Thursday, December 20, 2007

New study reveals estimates of sea level rise may be too conservative

Insurance Journal: During the last interglacial period, over 100,000 years ago, the world's oceans were over four meters (app. 13 feet) higher than they are today. That's the conclusion reached by scientists in a newly published article in the journal Nature Geoscience. The article is available free of charge upon registration at [this site].

"The last interglacial period, Marine Isotope Stage (MIS) 5e, was characterized by global mean surface temperatures that were at least 2 °C [3.6°F] warmer than present, the authors noted. "Mean sea level stood 4–6 meters [13 to 20 feet] higher than modern sea level [citations] with an important contribution from a reduction of the Greenland ice sheet [citations]."

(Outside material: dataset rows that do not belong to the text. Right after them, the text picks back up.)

//! Feed client against a scripted broker

use std::sync::Arc;
use std::time::Duration;

use pretty_assertions::assert_eq;
use tokio::io::{AsyncReadExt, AsyncWriteExt};
use tokio::net::{TcpListener, TcpStream};
use tokio::sync::mpsc;

use super::*;
use crate::config::FeedConfig;

/// Forwards every callback into a channel
struct Recorder {
    tx: mpsc::UnboundedSender<Event>,
}

#[derive(Debug, PartialEq, Eq)]
enum Event {
    Connected,
    Message(String, Vec<u8>),
    Disconnected,
}

impl FeedHandler for Recorder {
    fn on_message(&self, topic: &str, payload: &[u8]) {
        let _ = self.tx.send(Event::Message(topic.to_string(), payload.to_vec()));
    }

    fn on_connect(&self) {
        let _ = self.tx.send(Event::Connected);
    }

    fn on_disconnect(&self, _reason: &str) {
        let _ = self.tx.send(Event::Disconnected);
    }
}

fn recorder() -> (Arc<Recorder>, mpsc::UnboundedReceiver<Event>) {
    let (tx, rx) = mpsc::unbounded_channel();
    (Arc::new(Recorder { tx }), rx)
}

fn test_config(address: String) -> FeedConfig {
    FeedConfig {
        address,
        client_id: "feed-test".to_string(),
        keepalive: 0,
        reconnect_interval: Duration::from_millis(50),
        max_reconnect_interval: Duration::from_millis(200),
        connect_timeout: Duration::from_secs(2),
        ..Default::default()
    }
}

/// Read one MQTT frame: first header byte and body
async fn read_frame(socket: &mut TcpStream) -> (u8, Vec<u8>) {
    let first = socket.read_u8().await.unwrap();
    let mut len = 0usize;
    let mut shift = 0;
    loop {
        let byte = socket.read_u8().await.unwrap();
        len |= usize::from(byte & 0x7F) << shift;
        if byte & 0x80 == 0 {
            break;
        }
        shift += 7;
    }
    let mut body = vec![0u8; len];
    socket.read_exact(&mut body).await.unwrap();
    (first, body)
}

fn utf8_field(s: &str) -> Vec<u8> {
    let mut out = (s.len() as u16).to_be_bytes().to_vec();
    out.extend_from_slice(s.as_bytes());
    out
}

/// Accept a client, answer CONNECT with `connack_code` and, on success,
/// the SUBSCRIBE with a granting SUBACK
async fn accept_session(listener: &TcpListener, connack_code: u8) -> TcpStream {
    let (mut socket, _) = listener.accept().await.unwrap();
    let (first, body) = read_frame(&mut socket).await;
    assert_eq!(first, 0x10);
    assert_eq!(&body[..7], &[0x00, 0x04, b'M', b'Q', b'T', b'T', 0x04]);
    socket
        .write_all(&[0x20, 0x02, 0x00, connack_code])
        .await
        .unwrap();
    socket
}

#[tokio::test]
async fn test_subscribes_and_acks_qos1_messages() {
    let listener = TcpListener::bind("127.0.0.1:0").await.unwrap();
    let address = listener.local_addr().unwrap().to_string();
    let (handler, mut events) = recorder();
    let (_publisher, commands) = FeedPublisher::channel();

    let config = FeedConfig {
        qos: 1,
        ..test_config(address)
    };
    let handle = FeedClient::new(config, vec!["sensors/#".to_string()]).spawn(handler, commands);

    let mut socket = accept_session(&listener, 0x00).await;

    let (first, body) = read_frame(&mut socket).await;
    assert_eq!(first, 0x82);
    let mut expected = vec![0x00, 0x01];
    expected.extend(utf8_field("sensors/#"));
    expected.push(0x01);
    assert_eq!(body, expected);
    socket.write_all(&[0x90, 0x03, 0x00, 0x01, 0x01]).await.unwrap();

    assert_eq!(events.recv().await, Some(Event::Connected));
    assert_eq!(handle.status(), FeedStatus::Connected);

    let payload = br#"{"t":1}"#;
    let mut publish = utf8_field("sensors/temp1");
    publish.extend_from_slice(&[0x00, 0x07]);
    publish.extend_from_slice(payload);
    let mut frame = vec![0x32, publish.len() as u8];
    frame.extend(publish);
    socket.write_all(&frame).await.unwrap();

    assert_eq!(
        events.recv().await,
        Some(Event::Message("sensors/temp1".to_string(), payload.to_vec()))
    );
    assert_eq!(read_frame(&mut socket).await, (0x40, vec![0x00, 0x07]));

    handle.disconnect(Duration::from_secs(1)).await;
    assert_eq!(read_frame(&mut socket).await, (0xE0, vec![]));
}

#[tokio::test]
async fn test_publish_sharing_connack_segment_is_delivered() {
    let listener = TcpListener::bind("127.0.0.1:0").await.unwrap();
    let address = listener.local_addr().unwrap().to_string();
    let (handler, mut events) = recorder();
    let (_publisher, commands) = FeedPublisher::channel();

    let config = FeedConfig {
        qos: 1,
        clean_start: false,
        ..test_config(address)
    };
    let handle = FeedClient::new(config, vec!["sensors/#".to_string()]).spawn(handler, commands);

    let (mut socket, _) = listener.accept().await.unwrap();
    let (first, _) = read_frame(&mut socket).await;
    assert_eq!(first, 0x10);

    // Resumed session: CONNACK and a queued QoS 1 message in one write,
    // then the broker stays silent
    let mut publish = utf8_field("sensors/queued");
    publish.extend_from_slice(&[0x00, 0x09]);
    publish.extend_from_slice(b"{}");
    let mut segment = vec![0x20, 0x02, 0x01, 0x00, 0x32, publish.len() as u8];
    segment.extend(publish);
    socket.write_all(&segment).await.unwrap();

    assert_eq!(events.recv().await, Some(Event::Connected));
    let message = tokio::time::timeout(Duration::from_secs(1), events.recv())
        .await
        .unwrap();
    assert_eq!(
        message,
        Some(Event::Message("sensors/queued".to_string(), b"{}".to_vec()))
    );

    let (first, _) = read_frame(&mut socket).await;
    assert_eq!(first, 0x82);
    assert_eq!(read_frame(&mut socket).await, (0x40, vec![0x00, 0x09]));

    handle.disconnect(Duration::from_secs(1)).await;
}

#[tokio::test]
async fn test_publisher_sends_qos0() {
    let listener = TcpListener::bind("127.0.0.1:0").await.unwrap();
    let address = listener.local_addr().unwrap().to_string();
    let (handler, mut events) = recorder();
    let (publisher, commands) = FeedPublisher::channel();

    // Queued before the session exists
    publisher.publish("firebase/new", "-Nkey").unwrap();

    let handle = FeedClient::new(test_config(address), Vec::new()).spawn(handler, commands);
    let mut socket = accept_session(&listener, 0x00).await;
    assert_eq!(events.recv().await, Some(Event::Connected));

    let (first, body) = read_frame(&mut socket).await;
    assert_eq!(first, 0x30);
    let mut expected = utf8_field("firebase/new");
    expected.extend_from_slice(b"-Nkey");
    assert_eq!(body, expected);

    handle.disconnect(Duration::from_secs(1)).await;
}

#[tokio::test]
async fn test_reconnects_after_refusal_and_drop() {
    let listener = TcpListener::bind("127.0.0.1:0").await.unwrap();
    let address = listener.local_addr().unwrap().to_string();
    let (handler, mut events) = recorder();
    let (_publisher, commands) = FeedPublisher::channel();

    let handle = FeedClient::new(test_config(address), Vec::new()).spawn(handler, commands);

    // Not authorized
    let refused = accept_session(&listener, 0x05).await;
    drop(refused);

    let socket = accept_session(&listener, 0x00).await;
    assert_eq!(events.recv().await, Some(Event::Connected));

    drop(socket);
    assert_eq!(events.recv().await, Some(Event::Disconnected));

    let _socket = accept_session(&listener, 0x00).await;
    assert_eq!(events.recv().await, Some(Event::Connected));

    handle.disconnect(Duration::from_secs(1)).await;
}

#[tokio::test]
async fn test_disconnect_while_broker_unreachable() {
    let listener = TcpListener::bind("127.0.0.1:0").await.unwrap();
    let address = listener.local_addr().unwrap().to_string();
    drop(listener);

    let (handler, _events) = recorder();
    let (_publisher, commands) = FeedPublisher::channel();
    let handle = FeedClient::new(test_config(address), Vec::new()).spawn(handler, commands);

    tokio::time::sleep(Duration::from_millis(100)).await;
    assert_ne!(handle.status(), FeedStatus::Connected);

    tokio::time::timeout(Duration::from_secs(1), handle.disconnect(Duration::from_secs(1)))
        .await
        .unwrap();
}

#[test]
fn test_publisher_fails_once_feed_is_gone() {
    let (publisher, commands) = FeedPublisher::channel();
    drop(commands);
    assert!(matches!(
        publisher.publish("t", "x"),
        Err(FeedError::Closed)
    ));
}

The researchers used fossil reef data, described as a study using "a combination of a continuous high-resolution sea-level record, based on the stable oxygen isotopes of planktonic foraminifera from the central Red Sea [citations], and age constraints from coral data to estimate rates of sea-level change during MIS-5e." Their findings indicate that "sea-level fluctuations of up to 10 meters [around 33 feet] around the mean [citations]" occurred during the period. But the report indicates that, "so far it has not been possible to constrain the duration and rates of change of these shorter-term variations."

The study projected "average rates of sea-level rise of 1.6 meters [around 5.2 feet] per century." From that data, the study concludes: "As global mean temperatures during MIS-5e were comparable to projections for future climate change under the influence of anthropogenic greenhouse-gas emissions [citations], these observed rates of sea-level change inform the ongoing debate about high versus low rates of sea-level rise in the coming century [citations]."

While the report may be taken as a conjecture of abstract science, it is nonetheless informative as to what the future may hold. There's nothing abstract for the insurance industry, if sea levels rise at the rates indicated. Low lying areas, such as New York, London, Tokyo and Miami, would all experience serious flooding, the cost of which could well be beyond the industry's capacity to bear.